The implantable device 10 is also sensitive to the presence of a magnetic 
field from a permanent magnet 126, shown in FIG. 1b. Thus, the sensor 74 
may be used to revert the operation of the implantable device to the 
magnet mode of operation. In magnet mode, a predetermined, typically 
asynchronous, ventricular pacing rate is issued. This mode eliminates 
complex timing and synchronizing signals to assist in monitoring the 
functioning of a remotely stimulated organ.
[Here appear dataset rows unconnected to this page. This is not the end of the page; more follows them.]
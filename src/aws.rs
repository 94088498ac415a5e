//! AWS SDK configuration shared by the SQS queues and the DynamoDB store.

use crate::config::AwsConfig;
use crate::error::BackendError;
use aws_config::retry::RetryConfig;
use aws_config::sts::AssumeRoleProvider;
use aws_config::{BehaviorVersion, ConfigLoader, Region, SdkConfig};
use aws_sdk_sqs::config::Credentials;
use tracing::info;

const SESSION_NAME: &str = "alert-host";

fn base_loader(config: &AwsConfig) -> ConfigLoader {
    let retry = RetryConfig::standard()
        .with_max_attempts(config.max_retry_attempts.max(1))
        .with_max_backoff(config.max_retry_backoff_delay);

    aws_config::defaults(BehaviorVersion::latest())
        .region(Region::new(config.region.clone()))
        .retry_config(retry)
}

/// Build the SDK config: region, optional static keys, optional assumed role.
pub async fn load_sdk_config(config: &AwsConfig) -> Result<SdkConfig, BackendError> {
    if config.region.trim().is_empty() {
        return Err(BackendError::MissingParameter {
            backend: "aws",
            parameter: "AWS_REGION",
        });
    }

    let mut loader = base_loader(config);
    let static_keys = !config.access_key_id.is_empty() && !config.secret_access_key.is_empty();
    if static_keys {
        let session_token = Some(config.session_token.clone()).filter(|t| !t.is_empty());
        loader = loader.credentials_provider(Credentials::new(
            config.access_key_id.clone(),
            config.secret_access_key.clone(),
            session_token,
            None,
            "alert-host-static",
        ));
    }

    let sdk_config = loader.load().await;

    if config.assume_role.is_empty() {
        info!(region = %config.region, static_keys, "AWS configuration loaded");
        return Ok(sdk_config);
    }

    let role = AssumeRoleProvider::builder(config.assume_role.clone())
        .session_name(SESSION_NAME)
        .configure(&sdk_config)
        .build()
        .await;

    info!(region = %config.region, role = %config.assume_role, "AWS configuration loaded with assumed role");
    Ok(base_loader(config).credentials_provider(role).load().await)
}

pub fn sqs_client(sdk_config: &SdkConfig, config: &AwsConfig) -> aws_sdk_sqs::Client {
    let mut builder = aws_sdk_sqs::config::Builder::from(sdk_config);
    if !config.sqs_endpoint.is_empty() {
        builder = builder.endpoint_url(&config.sqs_endpoint);
    }
    aws_sdk_sqs::Client::from_conf(builder.build())
}

pub fn dynamodb_client(sdk_config: &SdkConfig) -> aws_sdk_dynamodb::Client {
    aws_sdk_dynamodb::Client::new(sdk_config)
}
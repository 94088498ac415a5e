//! Lifecycle Supervisor
//!
//! Runs the long-lived tasks as one fail-fast group sharing the shutdown
//! token: the first task error cancels the token for all others, the group
//! waits for every task, and the first real error becomes the result.
//! Panics inside tasks or in the main flow are turned into [`Error::Panic`].

use crate::service::Service;
use crate::shutdown::ShutdownCoordinator;
use crate::Error;
use futures::FutureExt;
use std::any::Any;
use std::backtrace::Backtrace;
use std::future::Future;
use std::panic::AssertUnwindSafe;
use std::sync::{Arc, Mutex, Once};
use tokio::task::{JoinHandle, JoinSet};
use tracing::{debug, error, info, warn};

static PANIC_BACKTRACE: Mutex<Option<String>> = Mutex::new(None);
static PANIC_HOOK: Once = Once::new();

/// Install a panic hook that records the backtrace of the latest panic so
/// it can be attached to the resulting [`Error::Panic`].
pub fn install_panic_hook() {
    PANIC_HOOK.call_once(|| {
        let previous = std::panic::take_hook();
        std::panic::set_hook(Box::new(move |info| {
            let backtrace = Backtrace::force_capture().to_string();
            if let Ok(mut slot) = PANIC_BACKTRACE.lock() {
                *slot = Some(backtrace);
            }
            previous(info);
        }));
    });
}

fn take_backtrace() -> Option<String> {
    PANIC_BACKTRACE.lock().ok().and_then(|mut slot| slot.take())
}

/// Convert a caught panic payload into an error.
pub fn panic_to_error(payload: Box<dyn Any + Send>) -> Error {
    let message = if let Some(s) = payload.downcast_ref::<&str>() {
        (*s).to_string()
    } else if let Some(s) = payload.downcast_ref::<String>() {
        s.clone()
    } else {
        "non-string panic payload".to_string()
    };

    Error::Panic {
        message,
        backtrace: take_backtrace().unwrap_or_else(|| "backtrace unavailable".to_string()),
    }
}

/// Run `future`, turning a panic into [`Error::Panic`].
pub async fn catch_panics<F>(future: F) -> crate::Result<()>
where
    F: Future<Output = crate::Result<()>>,
{
    match AssertUnwindSafe(future).catch_unwind().await {
        Ok(result) => result,
        Err(payload) => Err(panic_to_error(payload)),
    }
}

/// Run `f` on the current thread, turning a panic into [`Error::Panic`].
pub fn catch_panics_sync<F>(f: F) -> crate::Result<()>
where
    F: FnOnce() -> crate::Result<()>,
{
    std::panic::catch_unwind(AssertUnwindSafe(f)).unwrap_or_else(|payload| Err(panic_to_error(payload)))
}

/// Process exit status for a final result.
pub fn exit_code(result: &crate::Result<()>) -> i32 {
    match result {
        Ok(()) => 0,
        Err(e) if e.is_cancelled() => 0,
        Err(_) => 1,
    }
}

/// Fail-fast group of named tasks.
pub struct TaskGroup {
    coordinator: ShutdownCoordinator,
    tasks: JoinSet<(&'static str, crate::Result<()>)>,
}

impl TaskGroup {
    pub fn new(coordinator: ShutdownCoordinator) -> Self {
        Self {
            coordinator,
            tasks: JoinSet::new(),
        }
    }

    pub fn len(&self) -> usize {
        self.tasks.len()
    }

    pub fn is_empty(&self) -> bool {
        self.tasks.is_empty()
    }

    pub fn spawn<F>(&mut self, name: &'static str, future: F)
    where
        F: Future<Output = crate::Result<()>> + Send + 'static,
    {
        debug!(task = name, "Starting task");
        self.tasks.spawn(async move { (name, catch_panics(future).await) });
    }

    /// Run a service's `run` loop in the group.
    pub fn spawn_service<S>(&mut self, service: Arc<S>)
    where
        S: Service + 'static,
    {
        let token = self.coordinator.token();
        let name = service.name();
        self.spawn(name, async move { service.run(token).await });
    }

    /// Wait for every task. Returns the first error, preferring a real
    /// failure over cancellation.
    pub async fn wait(mut self) -> crate::Result<()> {
        let mut first: Option<Error> = None;

        while let Some(joined) = self.tasks.join_next().await {
            let (name, result) = match joined {
                Ok(outcome) => outcome,
                Err(e) => ("unknown", Err(Error::task("unknown", e))),
            };

            match result {
                Ok(()) => info!(task = name, "Task finished"),
                Err(e) => {
                    if e.is_cancelled() {
                        debug!(task = name, "Task cancelled");
                    } else {
                        error!(task = name, error = %e, "Task failed");
                        self.coordinator.trigger(&format!("{name} failed"));
                    }

                    let replace = match &first {
                        None => true,
                        Some(existing) => existing.is_cancelled() && !e.is_cancelled(),
                    };
                    if replace {
                        first = Some(e);
                    }
                }
            }
        }

        first.map_or(Ok(()), Err)
    }
}

/// Runs the service group plus auxiliary tasks (signal listener, metrics
/// endpoint) whose failures are logged but never stop the process.
pub struct Supervisor {
    coordinator: ShutdownCoordinator,
    group: TaskGroup,
    auxiliary: Vec<JoinHandle<()>>,
}

impl Supervisor {
    pub fn new(coordinator: ShutdownCoordinator) -> Self {
        Self {
            group: TaskGroup::new(coordinator.clone()),
            coordinator,
            auxiliary: Vec::new(),
        }
    }

    pub fn coordinator(&self) -> &ShutdownCoordinator {
        &self.coordinator
    }

    pub fn spawn<F>(&mut self, name: &'static str, future: F)
    where
        F: Future<Output = crate::Result<()>> + Send + 'static,
    {
        self.group.spawn(name, future);
    }

    pub fn spawn_service<S>(&mut self, service: Arc<S>)
    where
        S: Service + 'static,
    {
        self.group.spawn_service(service);
    }

    /// Spawn a task outside the fail-fast group.
    pub fn spawn_auxiliary<F>(&mut self, name: &'static str, future: F)
    where
        F: Future<Output = anyhow::Result<()>> + Send + 'static,
    {
        self.auxiliary.push(tokio::spawn(async move {
            match AssertUnwindSafe(future).catch_unwind().await {
                Ok(Ok(())) => debug!(task = name, "Auxiliary task finished"),
                Ok(Err(e)) => error!(task = name, error = %format!("{e:#}"), "Auxiliary task failed"),
                Err(payload) => error!(task = name, error = %panic_to_error(payload), "Auxiliary task panicked"),
            }
        }));
    }

    /// Listen for signals, run the group to completion, then stop auxiliary tasks.
    pub async fn run(mut self) -> crate::Result<()> {
        let listener = self.coordinator.clone();
        self.spawn_auxiliary("signal-listener", async move { listener.listen_for_signals().await });

        info!(tasks = self.group.len(), "Supervisor started");
        let result = self.group.wait().await;

        self.coordinator.trigger("all tasks stopped");
        for handle in self.auxiliary {
            if let Err(e) = handle.await {
                warn!(error = %e, "Auxiliary task did not stop cleanly");
            }
        }

        result
    }
}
As used herein, the term 
"magnet mode" may also be referred to as a "known, safe mode" because this 
mode is dependent only on the voltage of the battery in the implanted 
device, and is not dependent on either heart activity or on any adapted 
rate factors which can alter operation of the implanted device. 
FIG. 2 depicts a preferred embodiment of the programming device/command 
transmitter 120 of the present invention. An input device 130, such as a 
keyboard, switch array, modem, or other means of assembling a character 
stream, is coupled to an encoding element 132 which develops the digital 
bit string. This bit string is communicated to a control logic element 134 
which drives a modulator 136. The modulator modulates the signal from the 
control logic to a condition to drive an output stage or amplifier 138. 
The amplifier 138 matches the impedance of a conductor 140 and amplifies 
the signal sufficiently to drive the coil 122 and core 124 to develop a 
magnetic signal that is detected by the device 10. The control logic 134 
also provides monitoring of the transmitter 120 for display indicators 
142. 
The principles, preferred embodiment, and mode of operation of the present 
invention have been described in the foregoing specification. This 
invention is not to be construed as limited to the particular forms 
disclosed, since these are regarded as illustrative rather than 
restrictive. Moreover, variations and changes may be made by those skilled 
in the art without departing from the spirit of the invention.